Spreads - Consistent Signs That They Will Be Stable

Core Personal and Commercial Bank spreads have been under pressure for several years (see Chart 1), reflecting a material shift in business mix from high spread business loans to low spread residential mortgage loans. The majority of this mix shift has now run its course. Better demand for business borrowing plus some moderation in the demand for mortgage credit have resulted in stable loan mix and should ensure stable spreads.

Of course, other variables- Prime-BA spreads, absolute levels of interest rates and general competitive conditions- are also important in impacting spreads, but are far less material. The good news is that these secondary factors have generally been quite supportive. Prime-BA spreads broadly give us insight into the margins achieved on retail loans that are funded by wholesale money. With the well-telegraphed increase in the Bank Rate through most of 2006, wholesale markets anticipated the rate changes, which caused periodic compression of Prime-BA spreads. The good news is that in the past two quarters, a less well-defined trend in rates has made for modestly wider retail-wholesale spreads. As we show in Table 1, average Prime-BA spreads have been 169-170 basis points in the past two quarters.

While the rises in the Prime Rate temporarily hurt Prime-BA spreads, the good news is that it did take some pressure off deposit pricing. Remember that banks have a certain amount of 'free float' where there is either zero or minimal interest rates. These deposits are part of the funding mix for Prime-priced loans. All in, therefore, a higher Prime Rate is beneficial to margins.

Another variable that is somewhat positive is competitive conditions. Though there still remains a plethora of competitors who are prepared to undercut bank pricing (both on the deposit and loan side of the balance sheet), the highest profile competitor in High-Interest Savings accounts, ING Bank, continues to struggle with a flat yield curve that has compressed its spreads. We believe that there is a bit more sanity to the market now, and that most of the damage has already been done. At this stage, new entrants such as Altamira and Dundee seem to be more of a threat to ING than to banks themselves.

Loan Growth - More of the Same

We continue to be pleasantly surprised by the strength of loan growth in Canada. Overall loan growth, inclusive of consumer and business credit, grew at about 12% in November and December (see Chart 2). Although this is the slowest pace in the past year, it is still more than adequate to allow banks to show operating leverage and solid net interest income growth.

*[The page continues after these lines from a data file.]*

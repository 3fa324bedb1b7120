//! # CLI Behavior
//!
//! This is **one possible UI client** for jotter, not the application itself.
//!
//! ### Naked Execution (`jotter`)
//!
//! Running `jotter` with no arguments lists every note by its first line.
//!
//! ### Search (`jotter search <term>`, `jotter list --search <term>`)
//!
//! Shows only the notes containing the term, every line of each, with the
//! matches highlighted.
//!
//! ### Replace (`jotter replace <term> <replacement>`)
//!
//! 1. Shows the preview: each match struck through, the replacement beside it.
//! 2. Asks for confirmation (skip with `--yes`). Declining changes nothing.
//! 3. Sends every update at once, printing progress as each one lands.
//! 4. Reloads the notes from the server. Any failed notes are reported and the
//!    command exits non-zero; rerunning it only touches what is left.
//!
//! ## Module Structure
//!
//! - `commands`: dispatch and per-command handlers
//! - `render`: note list and highlight token rendering
//! - `print`: messages and progress lines
//! - `setup`: argument parsing via clap
//! - `styles`: terminal styles

mod commands;
mod print;
mod render;
pub mod setup;
mod styles;

pub use commands::run;
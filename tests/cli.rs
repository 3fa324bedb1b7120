use assert_cmd::Command;
use predicates::prelude::*;

fn jotter(home: &std::path::Path) -> Command {
    let mut cmd = Command::cargo_bin("jotter").unwrap();
    cmd.env("HOME", home)
        .env("XDG_CONFIG_HOME", home)
        .env_remove("JOTTER_API_URL")
        .env_remove("JOTTER_LOG");
    cmd
}

#[test]
fn help_lists_commands() {
    let home = tempfile::tempdir().unwrap();
    jotter(home.path())
        .arg("--help")
        .assert()
        .success()
        .stdout(predicate::str::contains("search"))
        .stdout(predicate::str::contains("replace"));
}

#[test]
fn config_reflects_flag_override() {
    let home = tempfile::tempdir().unwrap();
    jotter(home.path())
        .args(["config", "--api-url", "http://notes.test:8080"])
        .assert()
        .success()
        .stdout(predicate::str::contains("api_url = http://notes.test:8080"))
        .stdout(predicate::str::contains("timeout_secs = 30"));
}

#[test]
fn env_url_is_used_without_flag() {
    let home = tempfile::tempdir().unwrap();
    jotter(home.path())
        .env("JOTTER_API_URL", "http://from-env:1")
        .arg("config")
        .assert()
        .success()
        .stdout(predicate::str::contains("api_url = http://from-env:1"));
}

#[test]
fn unreachable_store_exits_with_error() {
    let home = tempfile::tempdir().unwrap();
    let port = {
        let listener = std::net::TcpListener::bind("127.0.0.1:0").unwrap();
        listener.local_addr().unwrap().port()
    };

    jotter(home.path())
        .args(["list", "--api-url", &format!("http://127.0.0.1:{}", port)])
        .assert()
        .failure()
        .stderr(predicate::str::contains("Error: GET /notes failed"));
}

#[test]
fn log_level_comes_from_environment() {
    let home = tempfile::tempdir().unwrap();
    let port = {
        let listener = std::net::TcpListener::bind("127.0.0.1:0").unwrap();
        listener.local_addr().unwrap().port()
    };
    let url = format!("http://127.0.0.1:{}", port);

    jotter(home.path())
        .args(["list", "--api-url", &url])
        .assert()
        .failure()
        .stderr(predicate::str::contains("reload failed"));

    jotter(home.path())
        .env("JOTTER_LOG", "off")
        .args(["list", "--api-url", &url])
        .assert()
        .failure()
        .stderr(predicate::str::contains("reload failed").not())
        .stderr(predicate::str::contains("Error: GET /notes failed"));
}
use crate::error::{JotterError, Result};
use serde::{Deserialize, Serialize};
use std::fs;
use std::path::Path;

const CONFIG_FILENAME: &str = "config.json";
const DEFAULT_API_URL: &str = "http://localhost:3000";
const DEFAULT_TIMEOUT_SECS: u64 = 30;

pub const API_URL_ENV: &str = "JOTTER_API_URL";

/// Configuration for jotter, stored in `<config dir>/config.json`
#[derive(Debug, Clone, Serialize, Deserialize, PartialEq, Eq)]
pub struct JotterConfig {
    /// Base URL of the note store (without the `/notes` suffix)
    #[serde(default = "default_api_url")]
    pub api_url: String,

    /// Per-request timeout, in seconds
    #[serde(default = "default_timeout_secs")]
    pub timeout_secs: u64,

    /// Print a line per completed update during a replacement
    #[serde(default = "default_progress")]
    pub progress: bool,
}

fn default_api_url() -> String {
    DEFAULT_API_URL.to_string()
}

fn default_timeout_secs() -> u64 {
    DEFAULT_TIMEOUT_SECS
}

fn default_progress() -> bool {
    true
}

impl Default for JotterConfig {
    fn default() -> Self {
        Self {
            api_url: default_api_url(),
            timeout_secs: DEFAULT_TIMEOUT_SECS,
            progress: true,
        }
    }
}

impl JotterConfig {
    /// Load config from the given directory, or return defaults if not found
    pub fn load<P: AsRef<Path>>(config_dir: P) -> Result<Self> {
        let config_path = config_dir.as_ref().join(CONFIG_FILENAME);

        if !config_path.exists() {
            return Ok(Self::default());
        }

        let content = fs::read_to_string(&config_path)?;
        let config: JotterConfig = serde_json::from_str(&content).map_err(|e| {
            JotterError::Config(format!("{}: {}", config_path.display(), e))
        })?;
        config.validate()?;
        Ok(config)
    }

    /// Save config to the given directory
    pub fn save<P: AsRef<Path>>(&self, config_dir: P) -> Result<()> {
        let config_dir = config_dir.as_ref();
        if !config_dir.exists() {
            fs::create_dir_all(config_dir)?;
        }

        let content = serde_json::to_string_pretty(self)?;
        fs::write(config_dir.join(CONFIG_FILENAME), content)?;
        Ok(())
    }

    /// Applies overrides: explicit flag, then environment, then what was loaded.
    pub fn with_overrides(mut self, flag_url: Option<String>, env_url: Option<String>) -> Self {
        if let Some(url) = flag_url.or(env_url).filter(|u| !u.trim().is_empty()) {
            self.api_url = url;
        }
        self
    }

    fn validate(&self) -> Result<()> {
        if !(self.api_url.starts_with("http://") || self.api_url.starts_with("https://")) {
            return Err(JotterError::Config(format!(
                "api_url must be an http(s) URL, got {:?}",
                self.api_url
            )));
        }
        if self.timeout_secs == 0 {
            return Err(JotterError::Config("timeout_secs must be positive".into()));
        }
        Ok(())
    }
}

Despite the recent strength, it is not lost on us that loan growth is likely to slow in 2007. We forecast overall loan growth in 2007 of 7%, implying a relatively mundane outlook for growth in the second half of the year. Essentially, we believe that continued strength in business borrowing (driven by a relatively strong dollar, which creates tougher operating conditions for businesses and increases the appeal of additional investment in fixed assets) will not be enough to offset a slowdown in the consumer in later this year.

Trading Revenues - Seasonal Strength May Offset Low Volatility

Trading revenues in the second half of 2006 were certainly weaker than expected, reflecting the seasonal weakness in the business and the record low volatility in several markets. Volatility has remained very low and, as such, we would expect trading books to perform a bit better than in the fourth quarter, but below the performance of the first quarter of 2006.

We continue to grapple with the increased capital committed by most banks (but particularly Royal Bank) to trading because the increased capital has yet to produce any meaningful increase in trading revenues. Furthermore, this has occurred in an environment where VaR (which is mathematically affected by volatility) hasn’t moved much. Taken together, we believe that trading revenues, which are relatively unchanged in the past four years, could actually move meaningfully higher in the medium term.

Capital Markets - Little Impact from the Income Trust Fallout

Bank stocks really do climb a 'wall of worry.' With the decision to tax trusts, several parties highlighted the risk to bank earnings from lower capital markets activity levels. We believe that the banks will again show this quarter that their investment dealers are nothing if not resourceful (no pun intended).

We believe the revenues from M&A and underwriting will be as good this quarter as they have been anytime in the past year. Of course, the big driver has been M&A activity with numerous high profile deals, including Falconbridge, Glamis and Summit, over the past six months. We see little reason to forecast any slowdown given the tremendous liquidity, high interest by private equity buyers and an entire trust sector that probably needs to restructure in the next three to four years. This quarter, it appears as if TD, CIBC, and Scotia have all had comparatively strong performances.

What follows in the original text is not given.